21 November 2017

Horizon 2020 – Societal challenges: new work programme 2018–2020

Spanning seven years (2014–2020) and with a budget of €77 billion, Horizon 2020 is the biggest EU research and innovation funding programme ever. The final work programme for Horizon 2020, covering the years 2018, 2019 and 2020 for a total amount of around €30 billion, is now available. Its “societal challenges” include many issues of interest to the Institute’s research community.

The work programme aims to address political priorities of the European Commission through targeted research and innovation actions that can deliver significant impact. It is allocated on the basis of competitive calls (467 in total) on predefined topics distributed across seven societal challenges and a series of complementary measures. Each call comes with a budget, conditions, and closing dates for applications.

The new work programme is articulated around four focus areas: a low-carbon, climate resilient future; circular economy; digitising and transforming European industry and services; and security union. It also includes around 30 flagship initiatives on topics dedicated to international cooperation such as working with India on water challenges and with African countries on food security and renewable energies.
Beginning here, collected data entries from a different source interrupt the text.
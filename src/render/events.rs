//! Typed interaction events
//!
//! Clicks on rendered highlights are reported to the host through an
//! unbounded channel instead of being handled here; presentation is the
//! host's concern.

use serde::{Deserialize, Serialize};
use tokio::sync::mpsc::{self, UnboundedReceiver, UnboundedSender};

use crate::dom::NodeId;
use crate::highlights::{QuoteHighlight, WordData};

/// Pointer position in viewport coordinates
#[derive(Debug, Clone, Copy, Default, PartialEq, Serialize, Deserialize)]
pub struct Position {
    pub x: f64,
    pub y: f64,
}

impl Position {
    pub fn new(x: f64, y: f64) -> Self {
        Self { x, y }
    }
}

/// Events emitted by the renderers
#[derive(Debug, Clone, PartialEq)]
pub enum HighlightEvent {
    /// A quote highlight was clicked
    ShowHighlightMenu {
        anchor: QuoteHighlight,
        position: Position,
        target: NodeId,
    },
    /// A quote highlight was right-clicked
    ShowHighlightContextMenu {
        anchor: QuoteHighlight,
        position: Position,
        target: NodeId,
    },
    /// A word highlight with cached dictionary data was clicked
    ShowCachedWordCard {
        word_data: WordData,
        position: Position,
    },
    /// A word highlight without cached data was clicked
    ShowWordCard { word: String, target: NodeId },
}

impl HighlightEvent {
    /// Stable event name
    pub fn name(&self) -> &'static str {
        match self {
            HighlightEvent::ShowHighlightMenu { .. } => "show-highlight-menu",
            HighlightEvent::ShowHighlightContextMenu { .. } => "show-highlight-context-menu",
            HighlightEvent::ShowCachedWordCard { .. } => "show-cached-word-card",
            HighlightEvent::ShowWordCard { .. } => "show-word-card",
        }
    }
}

/// Sending half of the event channel
#[derive(Debug, Clone)]
pub struct EventSink {
    sender: UnboundedSender<HighlightEvent>,
}

impl EventSink {
    pub fn new(sender: UnboundedSender<HighlightEvent>) -> Self {
        Self { sender }
    }

    /// Create a sink together with its receiver
    pub fn channel() -> (Self, UnboundedReceiver<HighlightEvent>) {
        let (sender, receiver) = mpsc::unbounded_channel();
        (Self::new(sender), receiver)
    }

    /// Deliver an event; dropped silently when nobody is listening
    pub fn emit(&self, event: HighlightEvent) {
        if let Err(e) = self.sender.send(event) {
            tracing::debug!("No listener for {} event", e.0.name());
        }
    }
}
//! Configuration management for the highlight anchor server

use serde::Deserialize;
use std::env;
use thiserror::Error;

use crate::anchor::DEFAULT_CONTEXT_WINDOW;
use crate::highlights::{is_hex_color, DEFAULT_HIGHLIGHT_COLOR};

#[derive(Debug, Error)]
pub enum ConfigError {
    #[error("Invalid value for {name}: '{value}'")]
    InvalidValue { name: &'static str, value: String },
}

#[derive(Debug, Clone, Deserialize)]
pub struct Config {
    pub server: ServerConfig,
    pub database: DatabaseConfig,
    pub highlights: HighlightConfig,
}

#[derive(Debug, Clone, Deserialize)]
pub struct ServerConfig {
    pub host: String,
    pub port: u16,
}

#[derive(Debug, Clone, Deserialize)]
pub struct DatabaseConfig {
    pub url: String,
}

#[derive(Debug, Clone, Deserialize)]
pub struct HighlightConfig {
    /// Characters of prefix/suffix context stored with each quote
    pub context_window: usize,
    /// Color used when the user has not picked one
    pub default_color: String,
    /// Skip the quote search on documents with more indexed characters
    pub max_search_chars: Option<usize>,
}

impl Default for Config {
    fn default() -> Self {
        Config {
            server: ServerConfig {
                host: "0.0.0.0".to_string(),
                port: 3000,
            },
            database: DatabaseConfig {
                url: "sqlite:./highlights.db".to_string(),
            },
            highlights: HighlightConfig::default(),
        }
    }
}

impl Default for HighlightConfig {
    fn default() -> Self {
        HighlightConfig {
            context_window: DEFAULT_CONTEXT_WINDOW,
            default_color: DEFAULT_HIGHLIGHT_COLOR.to_string(),
            max_search_chars: None,
        }
    }
}

impl Config {
    pub fn from_env() -> Result<Self, ConfigError> {
        Ok(Config {
            server: ServerConfig {
                host: env::var("SERVER_HOST").unwrap_or_else(|_| "0.0.0.0".to_string()),
                port: parse_var("SERVER_PORT")?.unwrap_or(3000),
            },
            database: DatabaseConfig {
                url: env::var("DATABASE_URL")
                    .unwrap_or_else(|_| "sqlite:./highlights.db".to_string()),
            },
            highlights: HighlightConfig {
                context_window: parse_var("HIGHLIGHT_CONTEXT_WINDOW")?
                    .unwrap_or(DEFAULT_CONTEXT_WINDOW),
                default_color: color_var("HIGHLIGHT_DEFAULT_COLOR")?
                    .unwrap_or_else(|| DEFAULT_HIGHLIGHT_COLOR.to_string()),
                max_search_chars: parse_var("HIGHLIGHT_MAX_SEARCH_CHARS")?,
            },
        })
    }
}

fn parse_var<T: std::str::FromStr>(name: &'static str) -> Result<Option<T>, ConfigError> {
    match env::var(name) {
        Ok(value) => value
            .trim()
            .parse()
            .map(Some)
            .map_err(|_| ConfigError::InvalidValue { name, value }),
        Err(_) => Ok(None),
    }
}

fn color_var(name: &'static str) -> Result<Option<String>, ConfigError> {
    match env::var(name) {
        Ok(value) if is_hex_color(value.trim()) => Ok(Some(value.trim().to_string())),
        Ok(value) => Err(ConfigError::InvalidValue { name, value }),
        Err(_) => Ok(None),
    }
}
Projects are carried out by international consortia (on average between five and eight partners, but a minimum of three are required) and usually last for three to four years. Calls are announced on a rolling basis until 2020. Here is an outline of the topics most relevant to the Institute’s research community, distributed by societal challenges (SCs):

  • SC1: Health, demographic change and wellbeing – in particular: governance and response to infectious threats
  • SC2: Food security, sustainable agriculture and forestry, marine and maritime and inland water research – in particular: food systems in Africa; empowerment of small farmers; social and gender aspects; food chain and sustainability
  • SC3: Secure, clean and efficient energy – in particular: financing for energy efficiency investments; social sciences and humanities aspects of the clean-energy transition; modelling the transition to a low-carbon energy system
  • SC5: Climate action, environment, resource efficiency and raw materials – in particular: climate change and migration; implementation of the Paris Agreement; achieving long-term climate goals and sustainable development; understanding water-energy-food nexus; sustainable management in extractive industries; valuing nature: mainstreaming natural capital; international network to promote cultural heritage innovation
  • SC6: Europe in a changing world – Inclusive, innovative and reflective societies – in particular: understanding migration mobility patterns; migration governance; social and economic effects of migration; integration challenges for migrant children; international protection of refugees; forced displacement; socioeconomic effects of technological transformations; societal value of culture; social platform on endangered cultural heritage; trust in governance; past, present and future of differentiation in European governance; addressing populism and boosting democratic engagement; enhancing social rights and EU citizenship; new forms of delivering public goods; trends and forward-looking scenarios in global governance; addressing radicalisation through social inclusion; drivers and contexts of violent extremism in the broader MENA region and the Balkans; extreme ideologies and polarisation
  • SC7: Secure societies – Protecting freedom and security of Europe and its citizens – in particular: human aspects of security; conflict prevention; terrorism: understanding and tackling terrorist ideas and beliefs; better cope with radicalisation; disaster resilience; aspects of border and external security

It is also possible to identify relevant calls through the H2020 search engine and its keyword search options.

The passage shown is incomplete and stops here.